What you have to do - Every line with "Some" in it should be copied from the data.

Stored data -
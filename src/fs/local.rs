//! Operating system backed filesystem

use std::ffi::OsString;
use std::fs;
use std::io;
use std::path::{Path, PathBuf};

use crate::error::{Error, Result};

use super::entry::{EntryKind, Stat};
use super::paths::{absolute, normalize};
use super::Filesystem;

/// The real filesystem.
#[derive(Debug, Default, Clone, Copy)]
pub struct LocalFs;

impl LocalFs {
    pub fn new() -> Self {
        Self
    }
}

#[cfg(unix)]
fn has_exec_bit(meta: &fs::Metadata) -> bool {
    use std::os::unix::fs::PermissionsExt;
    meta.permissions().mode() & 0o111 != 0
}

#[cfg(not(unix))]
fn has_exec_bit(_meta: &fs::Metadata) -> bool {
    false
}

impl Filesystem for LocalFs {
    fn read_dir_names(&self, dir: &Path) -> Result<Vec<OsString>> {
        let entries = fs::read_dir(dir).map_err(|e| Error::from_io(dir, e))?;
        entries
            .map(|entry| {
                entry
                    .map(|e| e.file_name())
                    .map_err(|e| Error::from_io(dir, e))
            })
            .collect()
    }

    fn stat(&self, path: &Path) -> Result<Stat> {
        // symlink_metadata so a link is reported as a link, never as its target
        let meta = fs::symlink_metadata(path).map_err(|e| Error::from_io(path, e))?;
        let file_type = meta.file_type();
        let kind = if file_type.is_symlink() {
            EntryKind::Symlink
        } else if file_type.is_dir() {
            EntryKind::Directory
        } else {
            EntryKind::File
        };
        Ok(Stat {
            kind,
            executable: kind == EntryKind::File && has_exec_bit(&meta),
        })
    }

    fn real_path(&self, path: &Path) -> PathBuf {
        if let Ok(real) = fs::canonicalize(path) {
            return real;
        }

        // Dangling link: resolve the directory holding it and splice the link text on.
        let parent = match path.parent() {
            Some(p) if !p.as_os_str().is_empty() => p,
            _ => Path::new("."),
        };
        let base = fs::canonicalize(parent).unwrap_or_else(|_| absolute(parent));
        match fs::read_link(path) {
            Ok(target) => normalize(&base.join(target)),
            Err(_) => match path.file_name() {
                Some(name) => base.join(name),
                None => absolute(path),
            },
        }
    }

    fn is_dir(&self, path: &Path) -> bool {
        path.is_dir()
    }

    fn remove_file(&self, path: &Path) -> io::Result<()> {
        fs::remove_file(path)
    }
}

Task output -
            Some(p) if !p.as_os_str().is_empty() => p,
                Some(name) => base.join(name),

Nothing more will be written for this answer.